We had planned out the order the night before: I was to proceed first; the rest were to wait until I was a distance of five miles away before my brother in squabbles was to proceed, and, again, the rest would wait, until he was a distance of five miles. We were not going to fly in the form of a pegasus pony, despite the inconspicuous pretense that that would have no doubt afforded us, for we detested the mass and extent of their wings, and it was hard enough already to fly on our empty stomachs. Though it wasn’t the longest flight we ever had to do, it certainly wasn’t the shortest. But this was no matter. We were fast, small, and would be hard to notice. Even if one of the beasts had been looking specifically for a small, wasp-like, black creature against the infinite blue of the sky, at a distance, I would look like any other high-altitude bird.

My five siblings, along with our sister queen, were standing on the sand of the beach behind me, albeit at a few yards distance. No words were exchanged, no bids of speed, no wishes of good fortune; they were unnecessary, since all those words had been exchanged the night before. They were behind me. In front was the open sea: Foam was forming on the cusp of each wave, signaling turbulent, aggressive waters. The waves seemed to stand up in confrontation when they reached their peaks; the foam seemed to usher forth the words: You’re not fast enough. I dare you.

I spread my wings; and, instantly, the wind at my tail swept me into the open air of the sea. An excited yelp tore itself involuntarily from my throat. This was one of the few moments in my life where I could appreciate the speed that I was capable of achieving, for open grasslands cede rapidly to impeding forests when one flies so quickly.

I could have gone to the sky, high up above; this would have afforded me a much-needed inconspicuousness, but I realized that as soon the current of the ocean disappeared from eyesight, it would take with it any reference to my velocity. I was fast, too fast for my brothers and sisters and too fast for the plains—but I had yet to find out if I was faster than the ocean’s winds, its clouds; and, above all, if I was faster than its current, which hurtles debris and unfortunate animals away at breakneck speeds, never to be seen again.

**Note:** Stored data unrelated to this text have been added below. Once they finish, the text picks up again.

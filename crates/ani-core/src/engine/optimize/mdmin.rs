use super::{DEFAULT_MAX_STEP, Optimizer, Structure, cap_atom_steps};
use crate::engine::error::ComputeError;
use nalgebra::DVector;

/// Velocity Verlet dynamics that keep only the velocity component along the force and stop
/// dead whenever the motion turns uphill.
#[derive(Debug, Clone)]
pub struct MdMin {
    pub dt: f64,
    pub max_step: f64,
    velocity: Option<DVector<f64>>,
    previous_forces: Option<DVector<f64>>,
}

impl Default for MdMin {
    fn default() -> Self {
        Self {
            dt: 0.2,
            max_step: DEFAULT_MAX_STEP,
            velocity: None,
            previous_forces: None,
        }
    }
}

impl Optimizer for MdMin {
    fn step(&mut self, structure: &mut Structure<'_>) -> Result<(), ComputeError> {
        let r = structure.flat_positions();
        let f = structure.flat_forces()?;

        let v = match (self.velocity.take(), self.previous_forces.take()) {
            (Some(mut v), Some(f0)) => {
                v += (&f + f0) * (0.5 * self.dt);
                let vf = v.dot(&f);
                let ff = f.dot(&f);
                if vf < 0.0 || ff == 0.0 {
                    DVector::zeros(r.len())
                } else {
                    &f * (vf / ff)
                }
            }
            _ => DVector::zeros(r.len()),
        };

        let mut dr = &v * self.dt + &f * (0.5 * self.dt * self.dt);
        cap_atom_steps(&mut dr, self.max_step);
        structure.set_flat_positions(&(&r + dr));
        self.velocity = Some(v);
        self.previous_forces = Some(f);
        Ok(())
    }
}

#[cfg(test)]
mod tests {
    use super::super::structure::testing::Harmonic;
    use super::*;
    use nalgebra::Vector3;

    #[test]
    fn first_step_follows_the_force() {
        let calculator = Harmonic::new(vec![Vector3::zeros()], 1.0);
        let mut structure = Structure::new(vec![Vector3::new(0.5, 0.0, 0.0)], &calculator);
        MdMin::default().step(&mut structure).unwrap();
        // dr = dt²/2 f = 0.02 * -0.5
        assert!((structure.positions()[0].x - 0.49).abs() < 1e-12);
    }

    #[test]
    fn velocity_is_projected_on_the_force() {
        let calculator = Harmonic::new(vec![Vector3::zeros()], 1.0);
        let mut structure = Structure::new(vec![Vector3::new(0.5, 0.5, 0.0)], &calculator);
        let mut mdmin = MdMin::default();
        mdmin.step(&mut structure).unwrap();
        mdmin.step(&mut structure).unwrap();
        let v = mdmin.velocity.clone().unwrap();
        let f = mdmin.previous_forces.clone().unwrap();
        assert!((v[0] * f[1] - v[1] * f[0]).abs() < 1e-12);
        assert!(v.dot(&f) > 0.0);
    }

    #[test]
    fn a_structure_at_rest_stays_put() {
        let sites = vec![Vector3::new(0.1, 0.2, 0.3)];
        let calculator = Harmonic::new(sites.clone(), 4.0);
        let mut structure = Structure::new(sites.clone(), &calculator);
        let mut mdmin = MdMin::default();
        mdmin.step(&mut structure).unwrap();
        mdmin.step(&mut structure).unwrap();
        assert_eq!(structure.positions(), sites.as_slice());
    }
}
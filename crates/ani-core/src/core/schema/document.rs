use serde::{Deserialize, Serialize};
use serde_json::{Map, Value};

/// Key under which results records are stored on a configuration.
pub const RESULTS_DATA_KEY: &str = "data";

/// A parsed `cms_schema` workflow document.
///
/// Only the fields the driver reads or writes are typed. Every other key, at every level, is
/// captured in an `extra` map so that reading and writing a document preserves its content.
#[derive(Debug, Clone, PartialEq, Serialize, Deserialize)]
pub struct Document {
    /// The schema name; `cms_schema` for every document this driver accepts.
    #[serde(rename = "schema name")]
    pub schema_name: String,
    /// The schema version, echoed verbatim (string or number).
    #[serde(rename = "schema version")]
    pub schema_version: Value,
    /// The workflow steps, executed in order.
    pub workflow: Vec<Step>,
    /// The molecular systems every step operates on.
    pub systems: Vec<System>,
    /// Run-wide control parameters, passed through untouched.
    #[serde(
        rename = "control parameters",
        default,
        skip_serializing_if = "Option::is_none"
    )]
    pub control_parameters: Option<Map<String, Value>>,
    #[serde(flatten)]
    pub extra: Map<String, Value>,
}

impl Document {
    /// The schema version as it appears in the header line.
    pub fn version_label(&self) -> String {
        match &self.schema_version {
            Value::String(s) => s.clone(),
            other => other.to_string(),
        }
    }

    /// Iterates over every configuration of every system, in document order.
    pub fn configurations(&self) -> impl Iterator<Item = &Configuration> {
        self.systems.iter().flat_map(|s| s.configurations.iter())
    }

    pub fn configurations_mut(&mut self) -> impl Iterator<Item = &mut Configuration> {
        self.systems
            .iter_mut()
            .flat_map(|s| s.configurations.iter_mut())
    }

    pub fn configuration_count(&self) -> usize {
        self.systems.iter().map(|s| s.configurations.len()).sum()
    }
}

/// One stage of the workflow.
#[derive(Debug, Clone, PartialEq, Serialize, Deserialize)]
pub struct Step {
    /// The potential to use.
    pub model: ModelSpec,
    /// Result kinds requested. The energy is always computed.
    #[serde(
        rename = "required results",
        default,
        skip_serializing_if = "Option::is_none"
    )]
    pub required_results: Option<Vec<String>>,
    /// Minimizer name, for optimization steps.
    #[serde(default, skip_serializing_if = "Option::is_none")]
    pub minimizer: Option<String>,
    /// Force convergence threshold in eV/Å, for optimization steps.
    #[serde(default, skip_serializing_if = "Option::is_none")]
    pub convergence: Option<f64>,
    /// Maximum number of minimizer steps, for optimization steps.
    #[serde(
        rename = "maximum steps",
        default,
        skip_serializing_if = "Option::is_none"
    )]
    pub maximum_steps: Option<u64>,
    /// Set once the step has run.
    #[serde(default, skip_serializing_if = "Option::is_none")]
    pub success: Option<bool>,
    /// A formatted error trace, set when the step failed.
    #[serde(default, skip_serializing_if = "Option::is_none")]
    pub error: Option<String>,
    #[serde(flatten)]
    pub extra: Map<String, Value>,
}

impl Step {
    pub fn requires(&self, kind: &str) -> bool {
        self.required_results
            .as_ref()
            .is_some_and(|kinds| kinds.iter().any(|k| k == kind))
    }

    pub fn record_success(&mut self) {
        self.success = Some(true);
        self.error = None;
    }

    pub fn record_failure(&mut self, trace: String) {
        self.success = Some(false);
        self.error = Some(trace);
    }
}

/// The model block of a step: `{"method": "ML", "model": "ANI", "parameterization": "ANI-2x"}`.
#[derive(Debug, Clone, PartialEq, Serialize, Deserialize)]
pub struct ModelSpec {
    #[serde(default, skip_serializing_if = "Option::is_none")]
    pub method: Option<String>,
    pub model: String,
    pub parameterization: String,
    /// Sub-model selection: `"all"`, an index, or an expression such as `"0,2-4"`.
    #[serde(default, skip_serializing_if = "Option::is_none")]
    pub submodel: Option<Value>,
    #[serde(flatten)]
    pub extra: Map<String, Value>,
}

/// A group of configurations (conformers or states) of one molecular system.
#[derive(Debug, Clone, PartialEq, Serialize, Deserialize)]
pub struct System {
    #[serde(default, skip_serializing_if = "Option::is_none")]
    pub name: Option<String>,
    pub configurations: Vec<Configuration>,
    #[serde(flatten)]
    pub extra: Map<String, Value>,
}

/// One concrete set of atomic species and positions.
#[derive(Debug, Clone, PartialEq, Serialize, Deserialize)]
pub struct Configuration {
    #[serde(default, skip_serializing_if = "Option::is_none")]
    pub name: Option<String>,
    /// 0 for molecules; periodic systems are not supported.
    #[serde(default, skip_serializing_if = "Option::is_none")]
    pub periodicity: Option<i64>,
    pub symbols: Vec<String>,
    pub coordinates: Coordinates,
    #[serde(default, skip_serializing_if = "Option::is_none")]
    pub results: Option<Results>,
    #[serde(flatten)]
    pub extra: Map<String, Value>,
}

impl Configuration {
    pub fn n_atoms(&self) -> usize {
        self.symbols.len()
    }

    pub fn periodicity(&self) -> i64 {
        self.periodicity.unwrap_or(0)
    }

    /// A label for log messages and error reports.
    pub fn label(&self, index: usize) -> String {
        match &self.name {
            Some(name) => format!("configuration {} ('{}')", index, name),
            None => format!("configuration {}", index),
        }
    }

    /// Appends a results record, creating the `results` block if needed and refreshing its
    /// provenance.
    pub fn append_result(&mut self, provenance: Map<String, Value>, record: Map<String, Value>) {
        let results = self.results.get_or_insert_with(Results::default);
        results.provenance = Some(provenance);
        results.data.push(record);
    }
}

/// Atomic coordinates with their unit and coordinate-system tags.
#[derive(Debug, Clone, PartialEq, Serialize, Deserialize)]
pub struct Coordinates {
    pub values: Vec<[f64; 3]>,
    pub units: String,
    #[serde(rename = "coordinate system")]
    pub coordinate_system: String,
    #[serde(flatten)]
    pub extra: Map<String, Value>,
}

/// The results block appended to a configuration.
#[derive(Debug, Clone, Default, PartialEq, Serialize, Deserialize)]
pub struct Results {
    #[serde(default, skip_serializing_if = "Option::is_none")]
    pub provenance: Option<Map<String, Value>>,
    #[serde(default)]
    pub data: Vec<Map<String, Value>>,
    #[serde(flatten)]
    pub extra: Map<String, Value>,
}
//! Compact, deterministic JSON rendering.
//!
//! Containers holding only primitives stay on one line when they are short; everything else
//! is expanded with four-space indentation. Keys are sorted and floats use twelve significant
//! digits, so documents written by the driver are stable across runs and platforms.

use serde_json::{Map, Number, Value};

/// Spaces per nesting level.
pub const INDENT_WIDTH: usize = 4;
/// Maximum width of the single-line rendering of a container's elements.
pub const MAX_WIDTH: usize = 80;
/// Maximum number of elements in a container that can be put on a single line.
pub const MAX_ITEMS: usize = 4;
/// Significant digits used for floating-point numbers.
pub const SIGNIFICANT_DIGITS: usize = 12;

/// Renders a JSON value with the compact layout.
pub fn to_compact_string(value: &Value) -> String {
    render(value, 0)
}

fn render(value: &Value, depth: usize) -> String {
    match value {
        Value::Array(items) => render_array(items, depth),
        Value::Object(map) => render_object(map, depth),
        Value::Number(n) => format_number(n),
        Value::String(s) => render_string(s),
        Value::Bool(b) => b.to_string(),
        Value::Null => "null".to_string(),
    }
}

fn render_array(items: &[Value], depth: usize) -> String {
    if let Some(inner) = single_line_inner(items.iter().map(|v| (None, v))) {
        return format!("[{}]", inner);
    }

    let indent = indentation(depth + 1);
    let lines: Vec<String> = items
        .iter()
        .map(|item| format!("{}{}", indent, render(item, depth + 1)))
        .collect();
    format!("[\n{}\n{}]", lines.join(",\n"), indentation(depth))
}

fn render_object(map: &Map<String, Value>, depth: usize) -> String {
    if map.is_empty() {
        return "{}".to_string();
    }

    let mut entries: Vec<(&String, &Value)> = map.iter().collect();
    entries.sort_by(|a, b| a.0.cmp(b.0));

    if let Some(inner) = single_line_inner(entries.iter().map(|(k, v)| (Some(k.as_str()), *v))) {
        return format!("{{ {} }}", inner);
    }

    let indent = indentation(depth + 1);
    let lines: Vec<String> = entries
        .iter()
        .map(|(key, value)| {
            format!(
                "{}{}: {}",
                indent,
                render_string(key),
                render(value, depth + 1)
            )
        })
        .collect();
    format!("{{\n{}\n{}}}", lines.join(",\n"), indentation(depth))
}

/// Returns the comma-joined rendering of the elements if the container qualifies for a
/// single line, `None` otherwise.
fn single_line_inner<'a>(
    elements: impl ExactSizeIterator<Item = (Option<&'a str>, &'a Value)>,
) -> Option<String> {
    if elements.len() > MAX_ITEMS {
        return None;
    }

    let mut parts = Vec::with_capacity(elements.len());
    for (key, value) in elements {
        if is_container(value) {
            return None;
        }
        let rendered = render(value, 0);
        parts.push(match key {
            Some(k) => format!("{}: {}", render_string(k), rendered),
            None => rendered,
        });
    }

    let inner = parts.join(", ");
    (inner.chars().count() <= MAX_WIDTH).then_some(inner)
}

fn is_container(value: &Value) -> bool {
    matches!(value, Value::Array(_) | Value::Object(_))
}

fn indentation(depth: usize) -> String {
    " ".repeat(depth * INDENT_WIDTH)
}

fn render_string(s: &str) -> String {
    serde_json::to_string(s).unwrap_or_else(|_| format!("\"{}\"", s))
}

fn format_number(n: &Number) -> String {
    if n.is_f64() {
        n.as_f64().map(format_float).unwrap_or_else(|| n.to_string())
    } else {
        n.to_string()
    }
}

/// Formats a float like C's `%.12g`.
///
/// Uses fixed notation when the decimal exponent is in `[-4, 12)` and scientific notation
/// otherwise; trailing zeros and a trailing decimal point are removed in both cases.
pub fn format_float(value: f64) -> String {
    if value.is_nan() {
        return "NaN".to_string();
    }
    if value.is_infinite() {
        return if value > 0.0 { "Infinity" } else { "-Infinity" }.to_string();
    }
    if value == 0.0 {
        return if value.is_sign_negative() { "-0" } else { "0" }.to_string();
    }

    let scientific = format!("{:.*e}", SIGNIFICANT_DIGITS - 1, value);
    let (mantissa, exponent) = match scientific.split_once('e') {
        Some((m, e)) => (m, e.parse::<i32>().unwrap_or(0)),
        None => (scientific.as_str(), 0),
    };

    if exponent < -4 || exponent >= SIGNIFICANT_DIGITS as i32 {
        let sign = if exponent < 0 { '-' } else { '+' };
        format!(
            "{}e{}{:02}",
            strip_trailing_zeros(mantissa),
            sign,
            exponent.abs()
        )
    } else {
        let decimals = (SIGNIFICANT_DIGITS as i32 - 1 - exponent) as usize;
        strip_trailing_zeros(&format!("{:.*}", decimals, value)).to_string()
    }
}

fn strip_trailing_zeros(s: &str) -> &str {
    if s.contains('.') {
        s.trim_end_matches('0').trim_end_matches('.')
    } else {
        s
    }
}
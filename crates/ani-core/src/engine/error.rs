use thiserror::Error;

use super::config::ConfigError;
use crate::core::ani::{EvaluationError, ModelLoadError, Parameterization, SelectionError};
use crate::core::schema::FormatError;

/// Problems with what a document asks for. Always fatal for the run.
#[derive(Debug, Error)]
pub enum ConfigurationError {
    #[error(transparent)]
    Selection(#[from] SelectionError),

    #[error(
        "Unknown minimizer '{0}'. Expected one of: BFGS, LBFGS, BFGSLineSearch, LBFGSLineSearch, GPMin, FIRE, MDMin."
    )]
    UnknownMinimizer(String),

    #[error("Unknown required result '{0}'")]
    UnknownResultKind(String),

    #[error("Invalid sub-model selection '{expression}': {reason}")]
    InvalidSubmodel { expression: String, reason: String },

    #[error("Sub-model {index} was requested but {parameterization} has {size} sub-models")]
    SubmodelOutOfRange {
        parameterization: Parameterization,
        index: usize,
        size: usize,
    },

    #[error("Convergence threshold must be a positive number, got {0}")]
    InvalidConvergence(f64),

    #[error("{configuration} has periodicity {periodicity}; only molecules (0) are supported")]
    UnsupportedPeriodicity {
        configuration: String,
        periodicity: i64,
    },

    #[error("{configuration} has coordinates in '{units}'; they must be in Ångström")]
    UnsupportedUnits {
        configuration: String,
        units: String,
    },

    #[error("{configuration} uses the '{system}' coordinate system; only Cartesian is supported")]
    UnsupportedCoordinateSystem {
        configuration: String,
        system: String,
    },

    #[error("{configuration} contains '{symbol}', which is not an element symbol")]
    UnknownElement {
        configuration: String,
        symbol: String,
    },

    #[error("{configuration} contains '{symbol}', which {parameterization} does not cover")]
    UncoveredElement {
        configuration: String,
        symbol: String,
        parameterization: Parameterization,
    },

    #[error("{configuration} has {symbols} symbols but {coordinates} coordinate triples")]
    CoordinateCount {
        configuration: String,
        symbols: usize,
        coordinates: usize,
    },

    #[error("Failed to load the model: {0}")]
    Model(#[from] ModelLoadError),
}

/// Failures while evaluating or minimizing. Recorded on the step; the run continues.
#[derive(Debug, Error)]
pub enum ComputeError {
    #[error("Evaluation of {configuration} failed")]
    Evaluation {
        configuration: String,
        #[source]
        source: EvaluationError,
    },

    #[error("Batch row {row} has {found} atoms but the batch is {width} wide")]
    BatchShape {
        row: usize,
        width: usize,
        found: usize,
    },

    #[error("Line search failed: {0}")]
    LineSearch(String),

    #[error("GPMin failed after {attempts} attempts: a descent model could not be built")]
    NoDescentModel { attempts: usize },

    #[error("The GPMin surrogate model failed: {0}")]
    Surrogate(String),

    #[error("The minimizer produced a non-finite {0}")]
    NonFinite(&'static str),

    #[error("Optimization of {configuration} failed")]
    Optimization {
        configuration: String,
        #[source]
        source: Box<ComputeError>,
    },
}

#[derive(Debug, Error)]
pub enum EngineError {
    #[error("Invalid document: {0}")]
    Format(#[from] FormatError),

    #[error("Invalid workflow step {step}: {source}")]
    Configuration {
        step: usize,
        #[source]
        source: ConfigurationError,
    },

    #[error("Invalid run configuration: {0}")]
    Config(#[from] ConfigError),

    #[error("Computation failed: {0}")]
    Compute(#[from] ComputeError),
}

/// Formats an error and its chain of causes the way they are recorded on a failed step.
pub fn error_trace(error: &(dyn std::error::Error + 'static)) -> String {
    let mut trace = error.to_string();
    let mut source = error.source();
    if source.is_some() {
        trace.push_str("\n\nCaused by:");
    }
    let mut depth = 0;
    while let Some(cause) = source {
        trace.push_str(&format!("\n    {}: {}", depth, cause));
        depth += 1;
        source = cause.source();
    }
    trace
}
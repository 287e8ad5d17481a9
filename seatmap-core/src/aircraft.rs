use crate::seat::Seat;
use crate::{SeatingError, SeatingResult};
use serde::{Deserialize, Serialize};

/// Valid rows and seat letters for one aircraft model.
#[derive(Debug, Clone, Copy, PartialEq, Eq)]
pub struct SeatingPlan {
    first_row: u16,
    last_row: u16,
    letters: &'static str,
}

impl SeatingPlan {
    pub const fn new(first_row: u16, last_row: u16, letters: &'static str) -> Self {
        Self { first_row, last_row, letters }
    }

    /// Row numbers in ascending order.
    pub fn rows(&self) -> impl Iterator<Item = u16> + Clone {
        self.first_row..=self.last_row
    }

    /// Seat letters in cabin order.
    pub fn letters(&self) -> impl Iterator<Item = char> + Clone + '_ {
        self.letters.chars()
    }

    pub fn row_count(&self) -> usize {
        self.rows().count()
    }

    pub fn letter_count(&self) -> usize {
        self.letters.chars().count()
    }

    pub fn num_seats(&self) -> usize {
        self.row_count() * self.letter_count()
    }

    pub fn contains_row(&self, row: u16) -> bool {
        (self.first_row..=self.last_row).contains(&row)
    }

    pub fn contains_letter(&self, letter: char) -> bool {
        self.letters.contains(letter)
    }

    /// Every seat of the plan, row by row.
    pub fn seats(&self) -> impl Iterator<Item = Seat> + '_ {
        self.rows()
            .flat_map(move |row| self.letters().map(move |letter| Seat::new(row, letter)))
    }

    /// Validates a seat reference such as `12A` against this plan.
    ///
    /// The trailing character is the letter and is checked first; whatever
    /// precedes it must be a row number inside the plan.
    pub fn parse_seat(&self, seat: &str) -> SeatingResult<Seat> {
        let mut chars = seat.chars();
        let letter = chars
            .next_back()
            .filter(|letter| self.contains_letter(*letter))
            .ok_or_else(|| SeatingError::InvalidSeatLetter(seat.to_string()))?;

        let row: u16 = chars
            .as_str()
            .parse()
            .map_err(|_| SeatingError::InvalidSeatRow(seat.to_string()))?;

        if !self.contains_row(row) {
            return Err(SeatingError::InvalidSeatRow(seat.to_string()));
        }

        Ok(Seat::new(row, letter))
    }
}

const AIRBUS_A319_PLAN: SeatingPlan = SeatingPlan::new(1, 22, "ABCDEF");
const BOEING_777_PLAN: SeatingPlan = SeatingPlan::new(1, 56, "ABCDEFGHIJK");

/// Supported aircraft models.
#[derive(Debug, Clone, Copy, PartialEq, Eq, Hash, Serialize, Deserialize)]
#[serde(rename_all = "snake_case")]
pub enum AircraftModel {
    #[serde(alias = "a319")]
    AirbusA319,
    #[serde(rename = "boeing_777", alias = "b777")]
    Boeing777,
}

impl AircraftModel {
    pub fn display_name(&self) -> &'static str {
        match self {
            AircraftModel::AirbusA319 => "Airbus A319",
            AircraftModel::Boeing777 => "Boeing 777",
        }
    }

    pub fn seating_plan(&self) -> SeatingPlan {
        match self {
            AircraftModel::AirbusA319 => AIRBUS_A319_PLAN,
            AircraftModel::Boeing777 => BOEING_777_PLAN,
        }
    }
}

/// A registered airframe of a given model.
#[derive(Debug, Clone, PartialEq, Eq, Serialize, Deserialize)]
pub struct Aircraft {
    pub registration: String,
    pub model: AircraftModel,
}

impl Aircraft {
    pub fn new(registration: impl Into<String>, model: AircraftModel) -> Self {
        Self {
            registration: registration.into(),
            model,
        }
    }

    pub fn airbus_a319(registration: impl Into<String>) -> Self {
        Self::new(registration, AircraftModel::AirbusA319)
    }

    pub fn boeing_777(registration: impl Into<String>) -> Self {
        Self::new(registration, AircraftModel::Boeing777)
    }

    pub fn registration(&self) -> &str {
        &self.registration
    }

    pub fn model(&self) -> &'static str {
        self.model.display_name()
    }

    pub fn seating_plan(&self) -> SeatingPlan {
        self.model.seating_plan()
    }

    pub fn num_seats(&self) -> usize {
        self.seating_plan().num_seats()
    }
}
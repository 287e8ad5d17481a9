pub mod boarding;
pub mod flight;
pub mod snapshot;

pub use boarding::{render_card, BoardingCard, CardPrinter, ConsoleCardPrinter};
pub use flight::Flight;
pub use snapshot::{FlightSnapshot, SeatAssignment};
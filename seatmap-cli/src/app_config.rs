use seatmap_core::Aircraft;
use serde::Deserialize;
use std::env;

#[derive(Debug, Deserialize, Clone)]
pub struct Config {
    #[serde(default)]
    pub output: OutputConfig,
    #[serde(default)]
    pub flights: Vec<FlightManifest>,
}

#[derive(Debug, Deserialize, Clone, Default)]
pub struct OutputConfig {
    #[serde(default)]
    pub format: OutputFormat,
}

#[derive(Debug, Deserialize, Clone, Copy, Default, PartialEq, Eq)]
#[serde(rename_all = "snake_case")]
pub enum OutputFormat {
    #[default]
    Cards,
    Json,
}

#[derive(Debug, Deserialize, Clone)]
pub struct FlightManifest {
    pub number: String,
    pub aircraft: Aircraft,
    #[serde(default)]
    pub allocations: Vec<Allocation>,
    #[serde(default)]
    pub relocations: Vec<Relocation>,
}

#[derive(Debug, Deserialize, Clone)]
pub struct Allocation {
    pub seat: String,
    pub passenger: String,
}

#[derive(Debug, Deserialize, Clone)]
pub struct Relocation {
    pub from: String,
    pub to: String,
}

impl Config {
    /// Loads the manifest. `base` replaces `config/default` as the required
    /// first layer when a path is given on the command line.
    pub fn load(base: Option<&str>) -> Result<Self, config::ConfigError> {
        let run_mode = env::var("RUN_MODE").unwrap_or_else(|_| "development".into());

        let s = config::Config::builder()
            .add_source(config::File::with_name(base.unwrap_or("config/default")))
            // Optional per-environment overrides
            .add_source(config::File::with_name(&format!("config/{}", run_mode)).required(false))
            // Untracked local overrides
            .add_source(config::File::with_name("config/local").required(false))
            // Eg.. `SEATMAP_OUTPUT__FORMAT=json`
            .add_source(
                config::Environment::with_prefix("SEATMAP")
                    .prefix_separator("_")
                    .separator("__"),
            )
            .build()?;

        s.try_deserialize()
    }

    pub fn from_toml_str(manifest: &str) -> Result<Self, config::ConfigError> {
        config::Config::builder()
            .add_source(config::File::from_str(manifest, config::FileFormat::Toml))
            .build()?
            .try_deserialize()
    }
}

I snapped my eyes opened and dropped in altitude. And to think that I was about to forgo this first test. Any struggle makes the reward that follows all the more worthwhile. For the first few miles, I kept close to the surface, mesmerized by the sight of the water speeding past me. For once, I felt it to be my inferior, the water, this force utilized by nature in the form of tornadoes and hurricanes, uprooting without a second thought the oldest and strongest of trees, and I dared it to try to catch me. The waves did not respond to me with the fervor with which they had provoked me on the shore; most of them broke before they were any respectable height, and to the slightly more arrogant ones, I simply banked upward sharply, giggling as I felt a few cold drops sprinkle against my underside. After five miles, the ocean surrendered to my ability and gave me one of its greatest prizes in congratulations:

Fish! At five miles from the coast, I saw them coming closer to the surface. At six miles, they began to jump, no doubt becoming vainglorious at that distance and attempting to taunt their raptors who could not be bothered, or were unable, to fly out such a distance. As soon as the thought occurred to me, I opened my mouth; and, immediately, one leaped into my incisors. It didn’t even struggle as I bit down, perhaps realizing that it had been bested nobly and justly, and accepting it as a fact of life, however fatal its consequences. The rare pleasure of open-sea fish was not lost on me, and I savored its juices, which ran through my mouth in the sweetest of streams. When I had picked it clean, I tossed the bones into the water; and, satisfied with my meal, I pulled upward to the clouds.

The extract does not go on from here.